Quick and specific non-linear microscopy using shaped pulses with durations down to 10fs

Abstract

Nonlinear optical microscopy is ideally suited for in vivo imaging: it provides label-free contrast revealing intrinsic structural and chemical properties of the sample in a non-invasive way. Successful nonlinear microscopy relies on the use of pulsed lasers to obtain high signal levels at moderate average laser power. In particular, broadband excitation increases the nonlinear generation efficiency as well as the spectral coverage. However, lower photodamage thresholds and less straightforward signal interpretation have prevented its application to sensitive samples. In this thesis, a pulse shaper is used to tailor ultrashort pulses for optimal imaging. This work concentrates on Coherent Anti-Stokes Raman Scattering (CARS) because it provides an access to highly specific vibrational spectra. The main concept is to encode molecule-specific information directly in the excitation. This is realized either by direct tailoring in a shaperassisted variant of a Multiplex CARS setup or by phase shaping of a single ultrashort pulse (<10fs). The photon load reduction and the optimization of the pulse profile achieved by shaping are demonstrated with the imaging of polymer samples and sensitive biological tissue. The flexibility of the setup allows switching between spectrally resolved acquisition for precise chemical mapping and single channel detection for rapid imaging.

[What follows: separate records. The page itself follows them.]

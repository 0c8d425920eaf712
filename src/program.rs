//! Addresses and instruction builders for the bonding-curve program.

use borsh::BorshSerialize;
use sha2::{Digest, Sha256};
use solana_sdk::{
    instruction::{AccountMeta, Instruction},
    pubkey::Pubkey,
    system_program, sysvar,
};
use spl_associated_token_account::get_associated_token_address;
use std::str::FromStr;

use crate::config::{
    BONDING_CURVE_SEED, GLOBAL_SEED, METADATA_SEED, MINT_AUTHORITY_SEED,
    MPL_TOKEN_METADATA_PROGRAM_ID, PUMP_EVENT_AUTHORITY, PUMP_PROGRAM_ID,
};
use crate::error::{BundlerError, Result};

pub const CREATE_DISCRIMINATOR: [u8; 8] = [24, 30, 200, 40, 5, 28, 7, 119];
pub const BUY_DISCRIMINATOR: [u8; 8] = [102, 6, 61, 18, 1, 218, 235, 234];
pub const SELL_DISCRIMINATOR: [u8; 8] = [51, 230, 133, 164, 1, 127, 131, 173];

pub const BONDING_CURVE_ACCOUNT_DISCRIMINATOR: [u8; 8] = [23, 183, 248, 55, 96, 216, 172, 96];
pub const GLOBAL_ACCOUNT_DISCRIMINATOR: [u8; 8] = [167, 232, 232, 177, 200, 108, 114, 127];

/// Anchor-style 8-byte tag: first bytes of sha256 over `namespace:name`.
pub fn discriminator(namespace: &str, name: &str) -> [u8; 8] {
    let digest = Sha256::digest(format!("{namespace}:{name}").as_bytes());
    let mut out = [0u8; 8];
    out.copy_from_slice(&digest[..8]);
    out
}

/// Fixed addresses of the curve program and its neighbours.
#[derive(Debug, Clone, Copy, PartialEq, Eq)]
pub struct CurveProgram {
    pub program_id: Pubkey,
    pub event_authority: Pubkey,
    pub metadata_program: Pubkey,
}

impl CurveProgram {
    pub fn mainnet() -> Result<Self> {
        Ok(Self {
            program_id: parse_key(PUMP_PROGRAM_ID)?,
            event_authority: parse_key(PUMP_EVENT_AUTHORITY)?,
            metadata_program: parse_key(MPL_TOKEN_METADATA_PROGRAM_ID)?,
        })
    }

    pub fn global(&self) -> Pubkey {
        Pubkey::find_program_address(&[GLOBAL_SEED], &self.program_id).0
    }

    pub fn mint_authority(&self) -> Pubkey {
        Pubkey::find_program_address(&[MINT_AUTHORITY_SEED], &self.program_id).0
    }

    pub fn bonding_curve(&self, mint: &Pubkey) -> Pubkey {
        Pubkey::find_program_address(&[BONDING_CURVE_SEED, mint.as_ref()], &self.program_id).0
    }

    pub fn associated_bonding_curve(&self, mint: &Pubkey) -> Pubkey {
        get_associated_token_address(&self.bonding_curve(mint), mint)
    }

    pub fn metadata(&self, mint: &Pubkey) -> Pubkey {
        Pubkey::find_program_address(
            &[METADATA_SEED, self.metadata_program.as_ref(), mint.as_ref()],
            &self.metadata_program,
        )
        .0
    }

    pub fn create_instruction(
        &self,
        mint: &Pubkey,
        creator: &Pubkey,
        name: &str,
        symbol: &str,
        uri: &str,
    ) -> Result<Instruction> {
        let args = CreateArgs {
            name: name.to_string(),
            symbol: symbol.to_string(),
            uri: uri.to_string(),
            creator: creator.to_bytes(),
        };
        let accounts = vec![
            AccountMeta::new(*mint, true),
            AccountMeta::new_readonly(self.mint_authority(), false),
            AccountMeta::new(self.bonding_curve(mint), false),
            AccountMeta::new(self.associated_bonding_curve(mint), false),
            AccountMeta::new_readonly(self.global(), false),
            AccountMeta::new_readonly(self.metadata_program, false),
            AccountMeta::new(self.metadata(mint), false),
            AccountMeta::new(*creator, true),
            AccountMeta::new_readonly(system_program::id(), false),
            AccountMeta::new_readonly(spl_token::id(), false),
            AccountMeta::new_readonly(spl_associated_token_account::id(), false),
            AccountMeta::new_readonly(sysvar::rent::id(), false),
            AccountMeta::new_readonly(self.event_authority, false),
            AccountMeta::new_readonly(self.program_id, false),
        ];
        self.instruction(CREATE_DISCRIMINATOR, &args, accounts)
    }

    /// `amount` is the base amount to receive, `max_quote_cost` the spend ceiling.
    pub fn buy_instruction(
        &self,
        mint: &Pubkey,
        fee_recipient: &Pubkey,
        user: &Pubkey,
        amount: u64,
        max_quote_cost: u64,
    ) -> Result<Instruction> {
        let accounts = vec![
            AccountMeta::new_readonly(self.global(), false),
            AccountMeta::new(*fee_recipient, false),
            AccountMeta::new_readonly(*mint, false),
            AccountMeta::new(self.bonding_curve(mint), false),
            AccountMeta::new(self.associated_bonding_curve(mint), false),
            AccountMeta::new(get_associated_token_address(user, mint), false),
            AccountMeta::new(*user, true),
            AccountMeta::new_readonly(system_program::id(), false),
            AccountMeta::new_readonly(spl_token::id(), false),
            AccountMeta::new_readonly(sysvar::rent::id(), false),
            AccountMeta::new_readonly(self.event_authority, false),
            AccountMeta::new_readonly(self.program_id, false),
        ];
        self.instruction(
            BUY_DISCRIMINATOR,
            &TradeArgs { amount, limit: max_quote_cost },
            accounts,
        )
    }

    pub fn sell_instruction(
        &self,
        mint: &Pubkey,
        fee_recipient: &Pubkey,
        user: &Pubkey,
        amount: u64,
        min_quote_out: u64,
    ) -> Result<Instruction> {
        let accounts = vec![
            AccountMeta::new_readonly(self.global(), false),
            AccountMeta::new(*fee_recipient, false),
            AccountMeta::new_readonly(*mint, false),
            AccountMeta::new(self.bonding_curve(mint), false),
            AccountMeta::new(self.associated_bonding_curve(mint), false),
            AccountMeta::new(get_associated_token_address(user, mint), false),
            AccountMeta::new(*user, true),
            AccountMeta::new_readonly(system_program::id(), false),
            AccountMeta::new_readonly(spl_associated_token_account::id(), false),
            AccountMeta::new_readonly(spl_token::id(), false),
            AccountMeta::new_readonly(self.event_authority, false),
            AccountMeta::new_readonly(self.program_id, false),
        ];
        self.instruction(
            SELL_DISCRIMINATOR,
            &TradeArgs { amount, limit: min_quote_out },
            accounts,
        )
    }

    fn instruction<A: BorshSerialize>(
        &self,
        tag: [u8; 8],
        args: &A,
        accounts: Vec<AccountMeta>,
    ) -> Result<Instruction> {
        let mut data = tag.to_vec();
        args.serialize(&mut data)
            .map_err(|e| BundlerError::InvalidAccountData(format!("encode args: {e}")))?;
        Ok(Instruction {
            program_id: self.program_id,
            accounts,
            data,
        })
    }
}

#[derive(BorshSerialize)]
struct CreateArgs {
    name: String,
    symbol: String,
    uri: String,
    creator: [u8; 32],
}

/// Shared layout of `buy(amount, max_sol_cost)` and `sell(amount, min_sol_output)`.
#[derive(BorshSerialize)]
struct TradeArgs {
    amount: u64,
    limit: u64,
}

fn parse_key(s: &str) -> Result<Pubkey> {
    Pubkey::from_str(s).map_err(|e| BundlerError::Config(format!("bad address {s}: {e}")))
}
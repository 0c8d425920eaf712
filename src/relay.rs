use async_trait::async_trait;
use serde::de::DeserializeOwned;
use serde::{Deserialize, Serialize};
use solana_sdk::transaction::VersionedTransaction;
use std::time::Duration;
use tokio::time::Instant;
use tracing::{debug, info, warn};

use crate::config::BundlerConfig;
use crate::error::{BundlerError, Result};

/// Outcome reported by the relay for one bundle.
#[derive(Debug, Clone, PartialEq, Eq)]
pub struct RelayReceipt {
    pub bundle_id: String,
    pub confirmed: bool,
    pub error: Option<String>,
}

/// All-or-nothing submission of an ordered transaction list.
#[async_trait]
pub trait BundleRelay: Send + Sync {
    async fn submit(&self, transactions: &[VersionedTransaction]) -> Result<RelayReceipt>;
}

#[derive(Serialize)]
struct JsonRpcRequest<P: Serialize> {
    jsonrpc: &'static str,
    id: u64,
    method: &'static str,
    params: P,
}

#[derive(Deserialize)]
struct JsonRpcResponse<R> {
    result: Option<R>,
    error: Option<JsonRpcError>,
}

#[derive(Deserialize)]
struct JsonRpcError {
    code: i64,
    message: String,
}

#[derive(Deserialize)]
struct StatusesResult {
    value: Vec<Option<BundleStatus>>,
}

#[derive(Deserialize)]
struct BundleStatus {
    confirmation_status: Option<String>,
    err: Option<serde_json::Value>,
}

#[derive(Debug, PartialEq, Eq)]
enum StatusPoll {
    Pending,
    Landed,
    Failed(String),
}

pub struct JitoRelay {
    http: reqwest::Client,
    endpoint: String,
    confirm_timeout: Duration,
    poll_interval: Duration,
}

impl JitoRelay {
    pub fn new(config: &BundlerConfig) -> Result<Self> {
        let http = reqwest::Client::builder()
            .timeout(Duration::from_secs(10))
            .build()?;
        Ok(Self {
            http,
            endpoint: format!("{}/api/v1/bundles", config.block_engine_url.trim_end_matches('/')),
            confirm_timeout: Duration::from_secs(config.bundle_confirm_timeout_secs),
            poll_interval: Duration::from_millis(config.bundle_poll_interval_ms),
        })
    }

    async fn call<P: Serialize + Send + Sync, R: DeserializeOwned + Send>(
        &self,
        method: &'static str,
        params: P,
    ) -> Result<R> {
        let request = JsonRpcRequest { jsonrpc: "2.0", id: 1, method, params };
        let response = self.http.post(&self.endpoint).json(&request).send().await?;
        if !response.status().is_success() {
            return Err(BundlerError::Relay(format!("{method} failed: {}", response.status())));
        }
        let body: JsonRpcResponse<R> = response.json().await?;
        unwrap_response(method, body)
    }

    async fn poll_status(&self, bundle_id: &str) -> Result<StatusPoll> {
        let result: StatusesResult = self.call("getBundleStatuses", [[bundle_id]]).await?;
        Ok(classify(result))
    }
}

fn unwrap_response<R>(method: &str, body: JsonRpcResponse<R>) -> Result<R> {
    if let Some(err) = body.error {
        return Err(BundlerError::Relay(format!("{method}: {} ({})", err.message, err.code)));
    }
    body.result
        .ok_or_else(|| BundlerError::Relay(format!("{method}: empty result")))
}

fn classify(result: StatusesResult) -> StatusPoll {
    match result.value.into_iter().next().flatten() {
        None => StatusPoll::Pending,
        Some(BundleStatus { err: Some(err), .. }) if !is_ok_marker(&err) => {
            StatusPoll::Failed(err.to_string())
        }
        Some(BundleStatus { confirmation_status: Some(s), .. })
            if s == "confirmed" || s == "finalized" =>
        {
            StatusPoll::Landed
        }
        Some(_) => StatusPoll::Pending,
    }
}

// the block engine reports success as {"Ok": null}
fn is_ok_marker(err: &serde_json::Value) -> bool {
    err.is_null() || err.get("Ok").is_some()
}

#[async_trait]
impl BundleRelay for JitoRelay {
    async fn submit(&self, transactions: &[VersionedTransaction]) -> Result<RelayReceipt> {
        let encoded = transactions
            .iter()
            .map(|tx| {
                bincode::serialize(tx)
                    .map(|bytes| bs58::encode(bytes).into_string())
                    .map_err(|e| BundlerError::Relay(format!("encode transaction: {e}")))
            })
            .collect::<Result<Vec<_>>>()?;

        let bundle_id: String = self.call("sendBundle", [encoded]).await?;
        info!(%bundle_id, txs = transactions.len(), "bundle submitted");

        let start = Instant::now();
        loop {
            match self.poll_status(&bundle_id).await {
                Ok(StatusPoll::Landed) => {
                    return Ok(RelayReceipt { bundle_id, confirmed: true, error: None });
                }
                Ok(StatusPoll::Failed(reason)) => {
                    warn!(%bundle_id, %reason, "bundle failed");
                    return Ok(RelayReceipt { bundle_id, confirmed: false, error: Some(reason) });
                }
                Ok(StatusPoll::Pending) => debug!(%bundle_id, "bundle pending"),
                Err(e) => debug!(%bundle_id, error = %e, "status poll failed"),
            }
            if start.elapsed() >= self.confirm_timeout {
                return Ok(RelayReceipt {
                    bundle_id,
                    confirmed: false,
                    error: Some("confirmation timed out".into()),
                });
            }
            tokio::time::sleep(self.poll_interval).await;
        }
    }
}

#[cfg(test)]
mod tests {
    use super::*;

    fn statuses(json: &str) -> StatusPoll {
        let body: JsonRpcResponse<StatusesResult> = serde_json::from_str(json).unwrap();
        classify(unwrap_response("getBundleStatuses", body).unwrap())
    }

    #[test]
    fn unknown_bundle_is_pending() {
        assert_eq!(
            statuses(r#"{"jsonrpc":"2.0","result":{"context":{"slot":1},"value":[null]},"id":1}"#),
            StatusPoll::Pending
        );
    }

    #[test]
    fn confirmed_and_finalized_land() {
        let json = r#"{"jsonrpc":"2.0","result":{"context":{"slot":242806119},"value":[
            {"bundle_id":"abc","transactions":["x"],"slot":242804011,
             "confirmation_status":"finalized","err":{"Ok":null}}]},"id":1}"#;
        assert_eq!(statuses(json), StatusPoll::Landed);

        let json = json.replace("finalized", "processed");
        assert_eq!(statuses(&json), StatusPoll::Pending);
    }

    #[test]
    fn bundle_error_is_failure() {
        let json = r#"{"jsonrpc":"2.0","result":{"context":{"slot":1},"value":[
            {"bundle_id":"abc","confirmation_status":"processed","err":{"Err":"InstructionError"}}]},"id":1}"#;
        assert!(matches!(statuses(json), StatusPoll::Failed(_)));
    }

    #[test]
    fn rpc_error_surfaces() {
        let body: JsonRpcResponse<String> = serde_json::from_str(
            r#"{"jsonrpc":"2.0","error":{"code":-32602,"message":"bundle contains an expired blockhash"},"id":1}"#,
        )
        .unwrap();
        let err = unwrap_response("sendBundle", body).unwrap_err();
        assert!(err.to_string().contains("expired blockhash"));
    }

    #[test]
    fn endpoint_built_from_config() {
        let mut cfg = BundlerConfig::default();
        cfg.block_engine_url = "https://ny.mainnet.block-engine.jito.wtf/".into();
        let relay = JitoRelay::new(&cfg).unwrap();
        assert_eq!(relay.endpoint, "https://ny.mainnet.block-engine.jito.wtf/api/v1/bundles");
    }
}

Further nonlinear effects can likewise be controlled by pulse shaping. In this work, the systematic modification of the relative intensities of Second Harmonic Generation (SHG), Two-Photon Excited Fluorescence (TPEF) and CARS is investigated as well as selective excitation of fluorophores and molecular vibrations. Multimodal imaging with shaped ultrashort pulses proves to be particularly efficient for biological samples as illustrated by the imaging of plant cells and skin biopsies.